Preemie Babies: News, Facts, and Support Practices for Families

November 17th this National Prematurity Day to raise awareness about preterm birth prevention.

One in ten babies is born prematurely, that is at least three weeks before their due date. Preterm labor can be relatively mild, where the infant just needs to be monitored, or it can be an emergency where the child is so underdeveloped that the gestation process was so far from complete that a team of experts must attempt to control the environment and almost recreate the womb until the baby can manage.

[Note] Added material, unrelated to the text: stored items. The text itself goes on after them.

#[derive(Clone, Debug)]
pub struct AppConfig {
    /// Database connection string. Backs both the relational entities of
    /// §3 and the atomic shared-state tables of §4.C/D/B (see `src/kv`).
    pub database_url: String,

    // =========================
    // Adaptive rate limiter (4.C)
    // =========================
    /// Base per-user token bucket capacity `B`, refilled each window.
    pub rate_limiter_base_capacity: u32,
    /// Refill window in seconds `W`.
    pub rate_limiter_window_secs: i64,
    /// Lower bound of the adaptive factor `f(user)`.
    pub rate_limiter_min_factor: f64,
    /// Upper bound of the adaptive factor `f(user)`.
    pub rate_limiter_max_factor: f64,
    /// Multiplier applied to `f` on a 429 (`f <- max(min_factor, f * reduction)`).
    pub rate_limiter_reduction_factor: f64,
    /// Multiplier applied to `f` on sustained success.
    pub rate_limiter_increase_factor: f64,
    /// Window (seconds) during which a recent 429 suppresses growth.
    pub rate_limiter_quiet_window_secs: i64,

    // =========================
    // Circuit breaker (4.D)
    // =========================
    /// Consecutive failures (rate_limit or generic) before CLOSED -> OPEN.
    pub breaker_failure_threshold: u32,
    /// Consecutive successes in HALF_OPEN before HALF_OPEN -> CLOSED.
    pub breaker_success_threshold: u32,
    /// Seconds an OPEN breaker waits before admitting a HALF_OPEN probe.
    pub breaker_timeout_secs: i64,

    // =========================
    // Marketplace client (4.E)
    // =========================
    pub marketplace_base_url: String,
    /// Connect/request timeout for most calls.
    pub marketplace_request_timeout_secs: u64,
    /// Timeout for the large, slow products_export call.
    pub marketplace_export_timeout_secs: u64,
    /// Max in-process retries on 429 before surfacing RATE_LIMIT_EXCEEDED.
    pub marketplace_max_429_retries: u32,

    // =========================
    // Bulk-sync engine (4.F)
    // =========================
    /// Products per chunk (spec default 5000).
    pub bulk_chunk_size: usize,
    /// Chunks processed concurrently (spec default 3).
    pub bulk_parallel_chunks: usize,

    // =========================
    // Blueprint mapper (4.B)
    // =========================
    /// TTL, in seconds, for cached blueprint_id -> (local_print_id, table) entries.
    pub blueprint_cache_ttl_secs: i64,
    /// Catalog tables the bulk-sync engine refuses to ingest products into
    /// (§4.F step 4: "drop products whose resolved catalog table is on the
    /// deny-list").
    pub blueprint_deny_listed_tables: Vec<String>,

    // =========================
    // Job queue adapter (4.J)
    // =========================
    pub queue_hard_task_limit_secs: u64,
    pub queue_soft_task_limit_secs: u64,
    /// Cap applied to the `min(300, 2^attempt)` backoff formula.
    pub queue_backoff_cap_secs: u64,
}

impl AppConfig {
    pub fn from_env() -> Self {
        let database_url =
            std::env::var("DATABASE_URL").unwrap_or_else(|_| "sqlite://brx_sync_dev.db".to_string());

        let marketplace_base_url = std::env::var("MARKETPLACE_BASE_URL")
            .unwrap_or_else(|_| "https://api.cardtrader.com/api/v2".to_string());

        Self {
            database_url,

            rate_limiter_base_capacity: 200,
            rate_limiter_window_secs: 10,
            rate_limiter_min_factor: 0.5,
            rate_limiter_max_factor: 1.5,
            rate_limiter_reduction_factor: 0.9,
            rate_limiter_increase_factor: 1.01,
            rate_limiter_quiet_window_secs: 300,

            breaker_failure_threshold: 5,
            breaker_success_threshold: 2,
            breaker_timeout_secs: 60,

            marketplace_base_url,
            marketplace_request_timeout_secs: 30,
            marketplace_export_timeout_secs: 180,
            marketplace_max_429_retries: 3,

            bulk_chunk_size: 5_000,
            bulk_parallel_chunks: 3,

            blueprint_cache_ttl_secs: 86_400,
            blueprint_deny_listed_tables: vec!["memorabilia".to_string(), "sealed_product".to_string()],

            queue_hard_task_limit_secs: 30 * 60,
            queue_soft_task_limit_secs: 25 * 60,
            queue_backoff_cap_secs: 300,
        }
    }
}
use std::collections::HashMap;
use std::sync::Arc;
use std::time::Duration;

use async_trait::async_trait;
use sqlx::AnyPool;

use brx_sync::config::AppConfig;
use brx_sync::crypto::{AesGcmCipher, TokenCipher};
use brx_sync::db::Db;
use brx_sync::db::repo::{SqlxSyncRepository, SyncRepository};
use brx_sync::journal::OperationJournal;
use brx_sync::kv::{AdaptiveRateLimiter, BlueprintMapper, CatalogLookup, CircuitBreaker};
use brx_sync::logger::init_tracing;
use brx_sync::marketplace::MarketplaceClient;
use brx_sync::model::OperationType;
use brx_sync::queue::handlers::{
    BulkSyncHandler, PeriodicDriftHandler, SyncDeleteHandler, SyncUpdateHandler, WebhookHandler,
};
use brx_sync::queue::{Dispatcher, Lane, TaskHandler, Worker};
use brx_sync::reconciler::Reconciler;
use brx_sync::sync::{BulkSyncEngine, DriftSyncEngine};
use brx_sync::webhook::WebhookProcessor;

/// The catalog query against the read-only print database is explicitly
/// out of scope (§1). This stub lets the crate wire up end-to-end; a real
/// deployment supplies its own `CatalogLookup` backed by that store.
struct UnimplementedCatalogLookup;

#[async_trait]
impl CatalogLookup for UnimplementedCatalogLookup {
    async fn resolve_batch(
        &self,
        _blueprint_ids: &[i64],
    ) -> anyhow::Result<HashMap<i64, (i64, String)>> {
        Ok(HashMap::new())
    }
}

#[tokio::main]
async fn main() -> anyhow::Result<()> {
    sqlx::any::install_default_drivers();

    let is_production = std::env::var("APP_ENV").unwrap_or_default() == "production";
    init_tracing(is_production);
    tracing::info!("starting inventory sync service");

    let cfg = AppConfig::from_env();

    let db = Db::connect(&cfg.database_url).await?;
    db.migrate().await?;
    let fallback_db = Db::connect_fallback(&cfg.database_url).await?;

    let repo: Arc<dyn SyncRepository> = Arc::new(SqlxSyncRepository::new(db.pool.clone()));
    let fallback_repo: Arc<dyn SyncRepository> =
        Arc::new(SqlxSyncRepository::new(fallback_db.pool.clone()));
    let cipher: Arc<dyn TokenCipher> = Arc::new(AesGcmCipher::from_env()?);

    let limiter = AdaptiveRateLimiter::new(
        db.pool.clone(),
        cfg.rate_limiter_base_capacity,
        cfg.rate_limiter_window_secs,
        cfg.rate_limiter_min_factor,
        cfg.rate_limiter_max_factor,
        cfg.rate_limiter_reduction_factor,
        cfg.rate_limiter_increase_factor,
        cfg.rate_limiter_quiet_window_secs,
    );
    let breaker = CircuitBreaker::new(
        db.pool.clone(),
        cfg.breaker_failure_threshold,
        cfg.breaker_success_threshold,
        cfg.breaker_timeout_secs,
    );
    let marketplace = MarketplaceClient::new(
        cfg.marketplace_base_url.clone(),
        cfg.marketplace_request_timeout_secs,
        cfg.marketplace_export_timeout_secs,
        cfg.marketplace_max_429_retries,
        limiter,
        breaker,
    )?;

    let catalog: Arc<dyn CatalogLookup> = Arc::new(UnimplementedCatalogLookup);
    let blueprint_mapper = Arc::new(BlueprintMapper::new(
        db.pool.clone(),
        catalog,
        cfg.blueprint_cache_ttl_secs,
    ));

    let journal = OperationJournal::new(repo.clone());
    let dispatcher = Dispatcher::new(db.pool.clone(), journal.clone());

    // Constructed so the (out-of-scope) HTTP surface can call into it
    // directly; this binary only runs the background queue workers.
    let _reconciler = Arc::new(Reconciler::new(
        repo.clone(),
        marketplace.clone(),
        dispatcher.clone(),
        cipher.clone(),
    ));

    let bulk_engine = Arc::new(BulkSyncEngine::new(
        repo.clone(),
        fallback_repo,
        marketplace.clone(),
        blueprint_mapper.clone(),
        journal.clone(),
        cipher.clone(),
        cfg.bulk_chunk_size,
        cfg.bulk_parallel_chunks,
        cfg.blueprint_deny_listed_tables.clone(),
    ));
    let drift_engine = Arc::new(DriftSyncEngine::new(
        repo.clone(),
        marketplace.clone(),
        blueprint_mapper,
        journal.clone(),
        cipher.clone(),
        cfg.blueprint_deny_listed_tables.clone(),
    ));
    let webhook_processor = Arc::new(WebhookProcessor::new(repo.clone(), dispatcher));

    let hard_limit = Duration::from_secs(cfg.queue_hard_task_limit_secs);
    let soft_limit = Duration::from_secs(cfg.queue_soft_task_limit_secs);

    spawn_lane_worker(
        db.pool.clone(),
        Lane::HighPriority,
        journal.clone(),
        hard_limit,
        soft_limit,
        cfg.queue_backoff_cap_secs,
        vec![
            (
                OperationType::SyncUpdate,
                Arc::new(SyncUpdateHandler {
                    repo: repo.clone(),
                    marketplace: marketplace.clone(),
                    cipher: cipher.clone(),
                }) as Arc<dyn TaskHandler>,
            ),
            (
                OperationType::SyncDelete,
                Arc::new(SyncDeleteHandler {
                    repo: repo.clone(),
                    marketplace: marketplace.clone(),
                    cipher: cipher.clone(),
                }),
            ),
            (
                OperationType::Webhook,
                Arc::new(WebhookHandler {
                    processor: webhook_processor,
                }),
            ),
        ],
    );

    spawn_lane_worker(
        db.pool.clone(),
        Lane::BulkSync,
        journal.clone(),
        hard_limit,
        soft_limit,
        cfg.queue_backoff_cap_secs,
        vec![(
            OperationType::BulkSync,
            Arc::new(BulkSyncHandler { engine: bulk_engine }),
        )],
    );

    spawn_lane_worker(
        db.pool.clone(),
        Lane::Default,
        journal,
        hard_limit,
        soft_limit,
        cfg.queue_backoff_cap_secs,
        vec![(
            OperationType::Periodic,
            Arc::new(PeriodicDriftHandler { engine: drift_engine }),
        )],
    );

    tracing::info!("queue workers started; waiting for shutdown signal");
    tokio::signal::ctrl_c().await?;
    tracing::info!("shutdown signal received");

    Ok(())
}

fn spawn_lane_worker(
    pool: Arc<AnyPool>,
    lane: Lane,
    journal: OperationJournal,
    hard_limit: Duration,
    soft_limit: Duration,
    backoff_cap_secs: u64,
    handlers: Vec<(OperationType, Arc<dyn TaskHandler>)>,
) {
    let mut worker = Worker::new(pool, lane, journal, hard_limit, soft_limit, backoff_cap_secs);
    for (operation_type, handler) in handlers {
        worker.register_handler(operation_type, handler);
    }
    tokio::spawn(worker.run());
}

Needless to say, it is harrowing for any family to go through this, and while sometimes it is a mystery why babies arrive too soon, there are many reasons why it happens. Some of them include:

  • Being very overweight or underweight before getting pregnant
  • Substance abuse like alcohol, cigarettes or drugs
  • Envitro fertility methods
  • Twins
  • High blood pressure, preeclampsia and blood clotting disorders

There are other health issues that can contribute to a preterm birth, which is why it is imperative that women receive maternity care throughout their entire pregnancy. Part of that protocol is determining if the pregnant woman is at risk for premature birth and taking steps to ensure that she makes it through the entirety of her labor.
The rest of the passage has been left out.